The story of the life of a somewhat debauched squire from birth until his bridle at marriage.
"'John Careless, Esq.,' is only known as the author of a rare colour-book, The Old English Squire, published by M'Lean in 1821, with twenty [i.e. 24] coloured plates 'by one of the family' in the style of Rowlandson. The literary matter differs from that of Combe and Mitford in being strongly influenced by the style of Walter Scott, wherever the galloping metre of Retaliation and Haunch of Venison is not used. Especially curious is the account of the collection of Old Masters, from which the Old English Squire bought his St Anthony preaching to the Fishes..." (Prideaux).
"It is not certainly known who 'John Careless' was. He is sometimes said to have been 'Stephen Oliver' (a pseudonym of W.A. Chatto); but Chatto's poem of the same title was published in 1838 by 'Phiz.' His 'Old English Squire', with twenty-four aquatints colored by hand ('by one of the family'), is in fact something of a mystery, and, for the collector, rather an expensive one: it may cost £20, or even more. The reason of such a price (though there is the justification of rarity) lies in two features it possesses.

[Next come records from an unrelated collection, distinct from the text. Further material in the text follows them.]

//! Local-space quad geometry shared by every sprite.
//!
//! Corners are ordered top-left, top-right, bottom-right, bottom-left, which is
//! the order [`QUAD_INDEX_PATTERN`] expects.

use sprig_core::{
    geometry::Rect,
    math::{PackedVec2, PackedVec3, map_value},
};

use crate::{Color, vertex::SpriteVertex};

pub const VERTICES_PER_QUAD: usize = 4;
pub const INDICES_PER_QUAD: usize = 6;

pub const QUAD_CORNERS: [PackedVec3; VERTICES_PER_QUAD] = [
    PackedVec3::new(-1.0, 1.0, 0.0),
    PackedVec3::new(1.0, 1.0, 0.0),
    PackedVec3::new(1.0, -1.0, 0.0),
    PackedVec3::new(-1.0, -1.0, 0.0),
];

/// Texture coordinates that cover a whole texture.
pub const FULL_TEXTURE_COORDS: [PackedVec2; VERTICES_PER_QUAD] = [
    PackedVec2::new(0.0, 1.0),
    PackedVec2::new(1.0, 1.0),
    PackedVec2::new(1.0, 0.0),
    PackedVec2::new(0.0, 0.0),
];

/// Two triangles per quad: (TL, TR, BL) and (TR, BR, BL).
pub const QUAD_INDEX_PATTERN: [u32; INDICES_PER_QUAD] = [0, 1, 3, 1, 2, 3];

/// Byte size of one quad in the vertex buffer.
pub const QUAD_SIZE: u64 = (VERTICES_PER_QUAD * size_of::<SpriteVertex>()) as u64;

/// Index buffer contents for `capacity` quads: [`QUAD_INDEX_PATTERN`] repeated with a `+4` offset per quad.
pub fn build_indices(capacity: usize) -> Vec<u32> {
    (0..capacity as u32)
        .flat_map(|quad| {
            QUAD_INDEX_PATTERN
                .iter()
                .map(move |index| index + quad * VERTICES_PER_QUAD as u32)
        })
        .collect()
}

/// Maps a pixel rectangle within a texture to the four corner texture coordinates.
///
/// Left and right map onto `U` in `0..1`. Top and bottom map onto `V` flipped,
/// so the top edge of the image sits at `V = 1`.
pub fn texture_coords(
    source: Rect<i32>,
    texture_width: u32,
    texture_height: u32,
) -> [PackedVec2; VERTICES_PER_QUAD] {
    let width = texture_width as f32;
    let height = texture_height as f32;

    let left = map_value(source.left() as f32, 0.0, width, 0.0, 1.0);
    let right = map_value(source.right() as f32, 0.0, width, 0.0, 1.0);
    let top = map_value(source.top() as f32, 0.0, height, 1.0, 0.0);
    let bottom = map_value(source.bottom() as f32, 0.0, height, 1.0, 0.0);

    [
        PackedVec2::new(left, top),
        PackedVec2::new(right, top),
        PackedVec2::new(right, bottom),
        PackedVec2::new(left, bottom),
    ]
}

/// The four vertices of the quad in `slot`.
pub fn quad_vertices(
    slot: usize,
    tex_coords: [PackedVec2; VERTICES_PER_QUAD],
    tint: Color,
) -> [SpriteVertex; VERTICES_PER_QUAD] {
    let tint = tint.to_packed();
    std::array::from_fn(|corner| {
        SpriteVertex::new(QUAD_CORNERS[corner], tex_coords[corner], slot as f32, tint)
    })
}

#[cfg(test)]
mod tests {
    use super::*;

    #[test]
    fn test_indices_repeat_with_offset() {
        assert_eq!(
            build_indices(3),
            vec![0, 1, 3, 1, 2, 3, 4, 5, 7, 5, 6, 7, 8, 9, 11, 9, 10, 11]
        );
    }

    #[test]
    fn test_indices_empty_for_zero_capacity() {
        assert!(build_indices(0).is_empty());
    }

    #[test]
    fn test_full_source_covers_texture() {
        let coords = texture_coords(Rect::new(0, 0, 64, 32), 64, 32);
        assert_eq!(coords, FULL_TEXTURE_COORDS);
    }

    #[test]
    fn test_sub_rect_flips_v() {
        // Top-right quarter of a 100x100 image.
        let coords = texture_coords(Rect::new(50, 0, 50, 50), 100, 100);

        assert_eq!(coords[0], PackedVec2::new(0.5, 1.0));
        assert_eq!(coords[1], PackedVec2::new(1.0, 1.0));
        assert_eq!(coords[2], PackedVec2::new(1.0, 0.5));
        assert_eq!(coords[3], PackedVec2::new(0.5, 0.5));
    }

    #[test]
    fn test_quad_vertices_carry_slot_and_tint() {
        let vertices = quad_vertices(5, FULL_TEXTURE_COORDS, Color::RED);

        for (corner, vertex) in vertices.iter().enumerate() {
            assert_eq!(vertex.position, QUAD_CORNERS[corner]);
            assert_eq!(vertex.slot_index, 5.0);
            assert_eq!(vertex.tint, Color::RED.to_packed());
        }
    }

    #[test]
    fn test_quad_size() {
        assert_eq!(QUAD_SIZE, 160);
    }
}
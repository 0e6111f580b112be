use sprig_core::{
    geometry::Size,
    math::{Mat4, Vec3, map_value},
};

/// Build the matrix that places the unit quad on a render surface.
///
/// `x`/`y` are the destination position in surface pixels (Y down) and
/// `width`/`height` the destination size. `size` scales the sprite uniformly
/// and `angle` rotates it in degrees, clockwise on screen.
///
/// The quad is rotated about its own centre first, then scaled, then translated
/// to the destination position in normalized device coordinates.
pub fn build_transform_matrix(
    x: f32,
    y: f32,
    width: f32,
    height: f32,
    size: f32,
    angle: f32,
    surface: Size<u32>,
) -> Mat4 {
    let surface_width = surface.width as f32;
    let surface_height = surface.height as f32;

    let scale_x = (width / surface_width) * size;
    let scale_y = (height / surface_height) * size;

    let ndc_x = map_value(x, 0.0, surface_width, -1.0, 1.0);
    let ndc_y = map_value(y, 0.0, surface_height, 1.0, -1.0);

    let rotation = Mat4::from_rotation_z(-angle.to_radians());
    let scale = Mat4::from_scale(Vec3::new(scale_x, scale_y, 1.0));
    let translation = Mat4::from_translation(Vec3::new(ndc_x, ndc_y, 0.0));

    translation * scale * rotation
}

#[cfg(test)]
mod tests {
    use super::*;
    use sprig_core::math::Vec4;

    const SURFACE: Size<u32> = Size::new(200, 200);

    fn approx_eq(a: Vec4, b: Vec4) -> bool {
        (a - b).abs().max_element() < 1e-5
    }

    #[test]
    fn test_top_left_placement() {
        let matrix = build_transform_matrix(0.0, 0.0, 100.0, 100.0, 1.0, 0.0, SURFACE);

        // Translation lands on the NDC top-left corner.
        assert_eq!(matrix.w_axis, Vec4::new(-1.0, 1.0, 0.0, 1.0));
        // No rotation: the basis is a pure scale of half the surface.
        assert_eq!(matrix.x_axis, Vec4::new(0.5, 0.0, 0.0, 0.0));
        assert_eq!(matrix.y_axis, Vec4::new(0.0, 0.5, 0.0, 0.0));
        assert_eq!(matrix.z_axis, Vec4::new(0.0, 0.0, 1.0, 0.0));
    }

    #[test]
    fn test_centre_maps_to_origin() {
        let matrix = build_transform_matrix(100.0, 100.0, 20.0, 20.0, 1.0, 0.0, SURFACE);
        let centre = matrix * Vec4::new(0.0, 0.0, 0.0, 1.0);
        assert!(approx_eq(centre, Vec4::new(0.0, 0.0, 0.0, 1.0)));
    }

    #[test]
    fn test_size_multiplies_scale() {
        let matrix = build_transform_matrix(0.0, 0.0, 50.0, 100.0, 2.0, 0.0, SURFACE);
        assert_eq!(matrix.x_axis.x, 0.5);
        assert_eq!(matrix.y_axis.y, 1.0);
    }

    #[test]
    fn test_positive_angle_rotates_clockwise() {
        let matrix = build_transform_matrix(100.0, 100.0, 200.0, 200.0, 1.0, 90.0, SURFACE);

        // The top-right corner of the unit quad ends up at the bottom right.
        let corner = matrix * Vec4::new(1.0, 1.0, 0.0, 1.0);
        assert!(approx_eq(corner, Vec4::new(1.0, -1.0, 0.0, 1.0)));
    }

    #[test]
    fn test_non_square_surface() {
        let matrix = build_transform_matrix(800.0, 600.0, 80.0, 60.0, 1.0, 0.0, Size::new(800, 600));

        assert_eq!(matrix.w_axis, Vec4::new(1.0, -1.0, 0.0, 1.0));
        assert_eq!(matrix.x_axis.x, 0.1);
        assert_eq!(matrix.y_axis.y, 0.1);
    }
}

One is the plates, which are attributed to Thomas Rowlandson, of which all that can be said is that they are utterly unworthy of the artist who in the same year completed the illustrations to 'Dr. Syntax's' three 'Tours.' However, these puzzles of authorship and illustration make the book interesting. And trashy though the verse is, it has yet one other great interest - that of life" (Sawyer and Darton, English Books 1475-1900).
The stunning library of color-plate and sporting books collected by Capt. Graham M. Adee (USN, ret.) of Newport. R.I. was sold at Parke-Bernet Galleries in 1953.
Tooley 128. Abbey, Life, 387. Prideaux pp. 305, 330. Schwerdt I, p. 95.